* [What the task requires]
Search the records below for the word "AuthType". Copy each line where it occurs.
==== Exercise material
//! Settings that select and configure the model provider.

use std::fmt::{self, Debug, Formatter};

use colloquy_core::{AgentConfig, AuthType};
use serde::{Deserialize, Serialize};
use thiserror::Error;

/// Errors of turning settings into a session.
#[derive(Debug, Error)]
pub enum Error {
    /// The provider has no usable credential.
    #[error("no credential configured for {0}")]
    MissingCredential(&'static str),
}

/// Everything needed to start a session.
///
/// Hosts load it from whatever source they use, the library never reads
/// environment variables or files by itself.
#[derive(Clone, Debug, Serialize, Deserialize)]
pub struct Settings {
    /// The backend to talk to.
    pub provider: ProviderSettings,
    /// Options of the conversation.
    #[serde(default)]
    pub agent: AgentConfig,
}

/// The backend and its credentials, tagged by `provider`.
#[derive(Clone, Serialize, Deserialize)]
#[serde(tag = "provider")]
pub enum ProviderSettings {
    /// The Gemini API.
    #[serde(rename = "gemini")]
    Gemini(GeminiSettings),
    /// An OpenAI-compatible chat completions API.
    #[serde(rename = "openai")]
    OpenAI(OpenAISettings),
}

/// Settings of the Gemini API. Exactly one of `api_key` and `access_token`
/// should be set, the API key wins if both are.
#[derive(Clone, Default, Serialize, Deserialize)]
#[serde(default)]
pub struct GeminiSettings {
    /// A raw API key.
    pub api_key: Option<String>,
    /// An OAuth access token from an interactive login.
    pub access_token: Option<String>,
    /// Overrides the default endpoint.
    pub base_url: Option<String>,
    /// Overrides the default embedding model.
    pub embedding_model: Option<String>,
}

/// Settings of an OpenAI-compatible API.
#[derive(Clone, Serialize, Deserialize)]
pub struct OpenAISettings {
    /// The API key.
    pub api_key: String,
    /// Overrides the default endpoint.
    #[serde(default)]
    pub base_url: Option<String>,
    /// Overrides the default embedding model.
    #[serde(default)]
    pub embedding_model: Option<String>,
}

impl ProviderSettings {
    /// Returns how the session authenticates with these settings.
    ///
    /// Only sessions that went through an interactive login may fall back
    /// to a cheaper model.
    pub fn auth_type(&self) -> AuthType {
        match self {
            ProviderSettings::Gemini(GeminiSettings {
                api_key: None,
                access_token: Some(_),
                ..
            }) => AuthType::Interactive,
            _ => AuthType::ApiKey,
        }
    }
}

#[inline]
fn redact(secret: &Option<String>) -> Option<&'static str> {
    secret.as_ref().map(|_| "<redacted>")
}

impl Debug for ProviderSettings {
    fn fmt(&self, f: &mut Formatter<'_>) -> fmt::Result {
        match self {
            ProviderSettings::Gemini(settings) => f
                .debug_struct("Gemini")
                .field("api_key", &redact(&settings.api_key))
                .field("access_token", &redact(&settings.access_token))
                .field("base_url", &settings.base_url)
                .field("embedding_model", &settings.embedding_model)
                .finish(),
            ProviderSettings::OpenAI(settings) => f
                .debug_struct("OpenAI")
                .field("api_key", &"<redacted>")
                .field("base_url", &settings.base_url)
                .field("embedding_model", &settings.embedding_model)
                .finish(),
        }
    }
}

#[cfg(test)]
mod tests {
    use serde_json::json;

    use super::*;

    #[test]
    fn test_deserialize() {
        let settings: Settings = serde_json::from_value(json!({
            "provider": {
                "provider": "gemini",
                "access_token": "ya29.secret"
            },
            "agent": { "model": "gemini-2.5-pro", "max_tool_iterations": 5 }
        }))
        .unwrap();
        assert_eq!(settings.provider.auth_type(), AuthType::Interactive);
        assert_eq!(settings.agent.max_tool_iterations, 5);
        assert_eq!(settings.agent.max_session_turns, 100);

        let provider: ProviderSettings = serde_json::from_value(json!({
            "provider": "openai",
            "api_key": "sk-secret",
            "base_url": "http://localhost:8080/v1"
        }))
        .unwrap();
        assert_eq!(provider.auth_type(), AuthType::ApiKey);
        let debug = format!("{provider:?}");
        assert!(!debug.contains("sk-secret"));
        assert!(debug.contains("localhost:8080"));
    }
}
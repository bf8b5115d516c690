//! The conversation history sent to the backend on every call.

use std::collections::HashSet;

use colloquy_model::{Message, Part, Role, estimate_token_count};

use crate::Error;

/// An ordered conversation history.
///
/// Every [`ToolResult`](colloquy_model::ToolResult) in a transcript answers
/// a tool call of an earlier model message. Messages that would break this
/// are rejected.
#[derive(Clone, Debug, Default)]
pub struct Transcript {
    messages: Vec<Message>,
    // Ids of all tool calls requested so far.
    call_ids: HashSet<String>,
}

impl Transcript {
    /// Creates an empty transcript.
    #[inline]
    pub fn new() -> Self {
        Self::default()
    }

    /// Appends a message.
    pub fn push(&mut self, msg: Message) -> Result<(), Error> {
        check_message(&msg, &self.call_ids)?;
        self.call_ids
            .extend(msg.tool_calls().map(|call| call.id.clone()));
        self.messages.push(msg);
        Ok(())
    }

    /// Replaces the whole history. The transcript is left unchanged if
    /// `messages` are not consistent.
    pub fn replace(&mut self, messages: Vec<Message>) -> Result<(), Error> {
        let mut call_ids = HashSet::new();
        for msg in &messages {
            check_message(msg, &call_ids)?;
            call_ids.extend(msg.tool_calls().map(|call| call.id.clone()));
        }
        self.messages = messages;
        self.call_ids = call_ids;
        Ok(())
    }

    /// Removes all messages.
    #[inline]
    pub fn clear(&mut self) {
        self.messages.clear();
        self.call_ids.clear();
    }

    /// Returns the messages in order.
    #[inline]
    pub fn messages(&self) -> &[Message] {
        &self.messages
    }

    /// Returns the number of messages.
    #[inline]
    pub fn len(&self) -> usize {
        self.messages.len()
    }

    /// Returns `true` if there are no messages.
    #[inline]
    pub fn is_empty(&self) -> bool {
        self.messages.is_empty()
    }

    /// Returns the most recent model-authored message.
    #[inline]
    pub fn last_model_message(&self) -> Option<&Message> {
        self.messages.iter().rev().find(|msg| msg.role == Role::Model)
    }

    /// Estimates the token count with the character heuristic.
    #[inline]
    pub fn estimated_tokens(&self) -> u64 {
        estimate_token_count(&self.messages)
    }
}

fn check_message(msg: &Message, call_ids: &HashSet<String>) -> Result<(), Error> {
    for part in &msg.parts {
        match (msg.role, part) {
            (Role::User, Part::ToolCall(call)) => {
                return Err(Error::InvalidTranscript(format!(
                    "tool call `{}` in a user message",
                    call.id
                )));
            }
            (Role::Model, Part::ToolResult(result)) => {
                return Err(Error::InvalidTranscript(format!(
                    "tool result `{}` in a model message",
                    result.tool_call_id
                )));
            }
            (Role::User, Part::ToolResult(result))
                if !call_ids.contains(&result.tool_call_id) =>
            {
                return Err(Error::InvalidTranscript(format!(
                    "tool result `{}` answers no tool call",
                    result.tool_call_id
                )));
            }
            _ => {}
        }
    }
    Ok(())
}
========
==== Exercise material
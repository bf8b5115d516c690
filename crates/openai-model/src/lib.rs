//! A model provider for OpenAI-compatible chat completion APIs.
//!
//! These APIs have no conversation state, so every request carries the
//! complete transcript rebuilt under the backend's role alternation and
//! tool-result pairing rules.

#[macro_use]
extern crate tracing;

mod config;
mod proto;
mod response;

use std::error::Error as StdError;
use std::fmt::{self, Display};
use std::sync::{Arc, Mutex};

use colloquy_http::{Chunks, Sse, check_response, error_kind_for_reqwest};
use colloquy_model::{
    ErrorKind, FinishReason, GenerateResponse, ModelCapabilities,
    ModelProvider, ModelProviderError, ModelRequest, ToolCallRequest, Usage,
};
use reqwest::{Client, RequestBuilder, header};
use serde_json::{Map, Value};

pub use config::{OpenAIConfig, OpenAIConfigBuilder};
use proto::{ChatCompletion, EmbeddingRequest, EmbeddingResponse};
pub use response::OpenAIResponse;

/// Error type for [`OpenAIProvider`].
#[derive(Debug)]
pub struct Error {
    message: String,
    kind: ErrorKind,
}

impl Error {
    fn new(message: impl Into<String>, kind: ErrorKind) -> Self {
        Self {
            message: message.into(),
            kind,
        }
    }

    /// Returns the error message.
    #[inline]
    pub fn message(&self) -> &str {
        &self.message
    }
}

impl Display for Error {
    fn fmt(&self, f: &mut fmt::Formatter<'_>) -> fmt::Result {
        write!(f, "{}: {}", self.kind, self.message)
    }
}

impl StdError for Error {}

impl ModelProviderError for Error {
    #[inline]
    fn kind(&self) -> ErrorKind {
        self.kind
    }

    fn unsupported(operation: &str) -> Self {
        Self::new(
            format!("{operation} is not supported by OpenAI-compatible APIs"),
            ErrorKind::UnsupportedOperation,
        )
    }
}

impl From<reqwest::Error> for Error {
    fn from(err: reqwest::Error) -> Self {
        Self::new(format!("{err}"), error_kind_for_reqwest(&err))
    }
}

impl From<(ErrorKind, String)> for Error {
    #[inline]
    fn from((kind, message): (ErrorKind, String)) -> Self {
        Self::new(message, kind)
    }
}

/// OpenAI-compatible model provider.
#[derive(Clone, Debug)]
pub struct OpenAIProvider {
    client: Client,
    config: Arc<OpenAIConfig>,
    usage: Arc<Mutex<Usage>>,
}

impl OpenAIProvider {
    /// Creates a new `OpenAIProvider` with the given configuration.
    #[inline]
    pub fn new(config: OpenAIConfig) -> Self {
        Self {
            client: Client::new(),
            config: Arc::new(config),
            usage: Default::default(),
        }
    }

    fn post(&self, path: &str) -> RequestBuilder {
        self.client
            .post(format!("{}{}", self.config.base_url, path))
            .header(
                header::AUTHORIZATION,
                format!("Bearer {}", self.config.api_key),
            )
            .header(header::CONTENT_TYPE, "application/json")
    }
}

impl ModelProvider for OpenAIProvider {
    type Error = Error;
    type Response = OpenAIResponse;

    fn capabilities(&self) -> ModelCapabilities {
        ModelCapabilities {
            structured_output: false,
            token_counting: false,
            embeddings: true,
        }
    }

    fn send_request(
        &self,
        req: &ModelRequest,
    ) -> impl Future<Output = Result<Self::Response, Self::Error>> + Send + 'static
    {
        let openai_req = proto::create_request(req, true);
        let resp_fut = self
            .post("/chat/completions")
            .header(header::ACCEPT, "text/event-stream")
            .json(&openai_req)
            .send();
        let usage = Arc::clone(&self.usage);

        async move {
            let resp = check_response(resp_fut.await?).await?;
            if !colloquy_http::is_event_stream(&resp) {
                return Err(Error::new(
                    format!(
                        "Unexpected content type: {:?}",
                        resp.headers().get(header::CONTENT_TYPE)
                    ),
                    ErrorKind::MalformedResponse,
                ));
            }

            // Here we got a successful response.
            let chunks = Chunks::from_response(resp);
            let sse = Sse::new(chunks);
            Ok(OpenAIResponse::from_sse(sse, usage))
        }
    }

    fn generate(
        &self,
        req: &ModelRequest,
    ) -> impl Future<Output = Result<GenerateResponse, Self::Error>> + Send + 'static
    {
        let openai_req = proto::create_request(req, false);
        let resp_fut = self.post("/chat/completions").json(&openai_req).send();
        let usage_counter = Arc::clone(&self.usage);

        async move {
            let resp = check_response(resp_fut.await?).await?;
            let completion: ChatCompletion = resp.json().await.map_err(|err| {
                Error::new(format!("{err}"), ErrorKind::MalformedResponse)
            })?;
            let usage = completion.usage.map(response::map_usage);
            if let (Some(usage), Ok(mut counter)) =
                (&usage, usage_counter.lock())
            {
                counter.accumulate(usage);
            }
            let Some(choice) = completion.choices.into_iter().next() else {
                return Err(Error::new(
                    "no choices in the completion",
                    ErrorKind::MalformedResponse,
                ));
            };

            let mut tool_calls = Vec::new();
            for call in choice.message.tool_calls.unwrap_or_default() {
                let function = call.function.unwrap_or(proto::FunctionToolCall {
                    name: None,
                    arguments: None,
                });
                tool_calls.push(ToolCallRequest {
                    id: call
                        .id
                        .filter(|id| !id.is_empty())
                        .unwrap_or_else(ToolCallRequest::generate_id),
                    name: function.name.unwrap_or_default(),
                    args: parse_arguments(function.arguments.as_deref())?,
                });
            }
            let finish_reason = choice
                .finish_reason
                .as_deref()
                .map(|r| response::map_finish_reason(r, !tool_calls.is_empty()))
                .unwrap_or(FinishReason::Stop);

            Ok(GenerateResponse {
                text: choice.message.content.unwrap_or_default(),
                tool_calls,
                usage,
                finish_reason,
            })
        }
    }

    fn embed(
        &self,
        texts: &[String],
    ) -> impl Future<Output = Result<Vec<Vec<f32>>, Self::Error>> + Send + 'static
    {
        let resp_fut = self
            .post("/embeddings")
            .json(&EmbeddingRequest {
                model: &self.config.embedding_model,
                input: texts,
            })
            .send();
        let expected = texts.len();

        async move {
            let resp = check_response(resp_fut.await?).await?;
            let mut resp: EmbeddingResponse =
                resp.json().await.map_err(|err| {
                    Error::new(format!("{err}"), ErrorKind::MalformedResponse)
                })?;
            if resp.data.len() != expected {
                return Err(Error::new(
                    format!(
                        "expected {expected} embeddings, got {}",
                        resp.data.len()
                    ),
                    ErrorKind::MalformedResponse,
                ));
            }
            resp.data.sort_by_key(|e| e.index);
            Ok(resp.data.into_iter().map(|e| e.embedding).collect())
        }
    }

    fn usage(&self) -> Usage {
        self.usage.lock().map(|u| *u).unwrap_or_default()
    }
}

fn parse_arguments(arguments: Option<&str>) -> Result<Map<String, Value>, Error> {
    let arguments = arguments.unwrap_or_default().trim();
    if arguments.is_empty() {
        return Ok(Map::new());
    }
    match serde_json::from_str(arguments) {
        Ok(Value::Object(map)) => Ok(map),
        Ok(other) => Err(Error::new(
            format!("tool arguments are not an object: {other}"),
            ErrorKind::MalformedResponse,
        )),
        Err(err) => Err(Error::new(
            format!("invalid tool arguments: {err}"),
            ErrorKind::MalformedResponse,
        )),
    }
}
========
* [Response to this exercise]
use colloquy_core::{AgentConfig, AuthType};
    pub fn auth_type(&self) -> AuthType {
            }) => AuthType::Interactive,
            _ => AuthType::ApiKey,
        assert_eq!(settings.provider.auth_type(), AuthType::Interactive);
        assert_eq!(provider.auth_type(), AuthType::ApiKey);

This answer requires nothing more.